- Original film poster
- Directed by: William A. Seiter
- Written by: Ladislaus Bus-Fekete (story Heartbreak) Felix Jackson Bruce Manning
- Produced by: Bruce Manning Frank Shaw (associate producer)
- Starring: Charles Boyer Margaret Sullavan Rita Johnson
- Cinematography: Joseph A. Valentine
- Edited by: Ted J. Kent
- Music by: Frank Skinner
- Production company: Universal Pictures
- Distributed by: Universal Pictures
- Release date: October 31, 1941;
- Running time: 89 minutes
- Country: United States
- Language: English

= Appointment for Love =

1941 film by William A. Seiter

Appointment for Love is a 1941 American romantic comedy film directed by William A. Seiter and starring Charles Boyer, Margaret Sullavan and Rita Johnson.
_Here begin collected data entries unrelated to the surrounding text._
//! HTML parser for extracting links and metadata
//!
//! Only generic page structure is understood here:
//! - Page title
//! - Canonical link
//! - Anchor links (absolute, HTTP(S) only)

use scraper::{Html, Selector};
use url::Url;

/// Extracted information from an HTML page
#[derive(Debug, Clone, Default, PartialEq, Eq)]
pub struct ParsedPage {
    /// The page title (from <title> tag)
    pub title: Option<String>,

    /// Absolute target of `<link rel="canonical">`
    pub canonical: Option<String>,

    /// All anchor links found on the page (absolute URLs, in document order)
    pub links: Vec<String>,
}

/// Parses HTML content and extracts links and metadata
///
/// # Link Extraction Rules
///
/// **Include:**
/// - `<a href="...">` tags anywhere in the document
///
/// **Exclude:**
/// - `<a href="..." download>`
/// - `javascript:`, `mailto:`, `tel:` links
/// - Data URIs and fragment-only anchors
///
/// # Arguments
///
/// * `html` - The HTML content to parse
/// * `base_url` - The base URL for resolving relative links
///
/// # Example
///
/// ```
/// use harvest_engine::crawler::parse_html;
/// use url::Url;
///
/// let html = r#"<html><head><title>Test</title></head><body><a href="/page">Link</a></body></html>"#;
/// let base_url = Url::parse("https://example.com/").unwrap();
/// let parsed = parse_html(html, &base_url);
/// assert_eq!(parsed.title, Some("Test".to_string()));
/// assert_eq!(parsed.links, vec!["https://example.com/page".to_string()]);
/// ```
pub fn parse_html(html: &str, base_url: &Url) -> ParsedPage {
    let document = Html::parse_document(html);

    ParsedPage {
        title: extract_title(&document),
        canonical: extract_canonical(&document, base_url),
        links: extract_links(&document, base_url),
    }
}

/// Returns the anchor links of a listing page that contain `pattern`, deduplicated
///
/// With no pattern every link is kept.
pub fn extract_item_links(html: &str, base_url: &Url, pattern: Option<&str>) -> Vec<String> {
    let document = Html::parse_document(html);
    let mut seen = std::collections::HashSet::new();

    extract_links(&document, base_url)
        .into_iter()
        .filter(|link| pattern.map_or(true, |p| link.contains(p)))
        .filter(|link| seen.insert(link.clone()))
        .collect()
}

fn extract_title(document: &Html) -> Option<String> {
    let title_selector = Selector::parse("title").ok()?;

    document
        .select(&title_selector)
        .next()
        .map(|element| element.text().collect::<String>().trim().to_string())
        .filter(|s| !s.is_empty())
}

fn extract_canonical(document: &Html, base_url: &Url) -> Option<String> {
    let selector = Selector::parse("link[rel='canonical'][href]").ok()?;

    document
        .select(&selector)
        .filter_map(|element| element.value().attr("href"))
        .find_map(|href| resolve_link(href, base_url))
}

fn extract_links(document: &Html, base_url: &Url) -> Vec<String> {
    let mut links = Vec::new();

    if let Ok(a_selector) = Selector::parse("a[href]") {
        for element in document.select(&a_selector) {
            if element.value().attr("download").is_some() {
                continue;
            }

            if let Some(href) = element.value().attr("href") {
                if let Some(absolute_url) = resolve_link(href, base_url) {
                    links.push(absolute_url);
                }
            }
        }
    }

    links
}

/// Resolves a link href to an absolute URL and validates it
///
/// Returns None if the link should be excluded:
/// - javascript:, mailto:, tel: schemes
/// - data: URIs
/// - Invalid URLs
/// - Non-HTTP(S) URLs after resolution
fn resolve_link(href: &str, base_url: &Url) -> Option<String> {
    let href = href.trim();

    if href.is_empty() || href.starts_with('#') {
        return None;
    }

    if href.starts_with("javascript:")
        || href.starts_with("mailto:")
        || href.starts_with("tel:")
        || href.starts_with("data:")
    {
        return None;
    }

    let absolute_url = base_url.join(href).ok()?;
    if absolute_url.scheme() == "http" || absolute_url.scheme() == "https" {
        Some(absolute_url.to_string())
    } else {
        None
    }
}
It was made and distributed by Universal Pictures. It was nominated for the Academy Award for Best Sound, Recording for the work of Bernard B. Brown.

==Plot==
Playwright Andre Cassil meets physician Doctor Jane Alexander after she falls asleep during his play after working a long shift at the hospital. Romance quickly blossoms and they quickly get married. However, on their honeymoon they discover they have radically different views on marriage. The upshot is their relationship remains unconsummated and they continue to live separate lives in individual apartments in the same building.

==Cast==
- Charles Boyer as Andre 'Pappy' Cassil
- Margaret Sullavan as Dr. Jane Alexander
- Rita Johnson as Nancy Benson
- Eugene Pallette as George Hastings
- Ruth Terry as Edith Meredith
- Reginald Denny as Michael Dailey
- Cecil Kellaway as O'Leary
- J.M. Kerrigan as Timothy
- Roman Bohnen as Dr. Gunther
- Gus Schilling as Gus
- Virginia Brissac as Nora
- Mary Gordon as Martha
- Erskine Sanford as Hastings' Butler (uncredited)
- Dale Van Sickel as Ambulance Driver (uncredited)

==Bibliography==
- Rinella, Michael D. Margaret Sullavan: The Life and Career of a Reluctant Star. McFarland, 2019.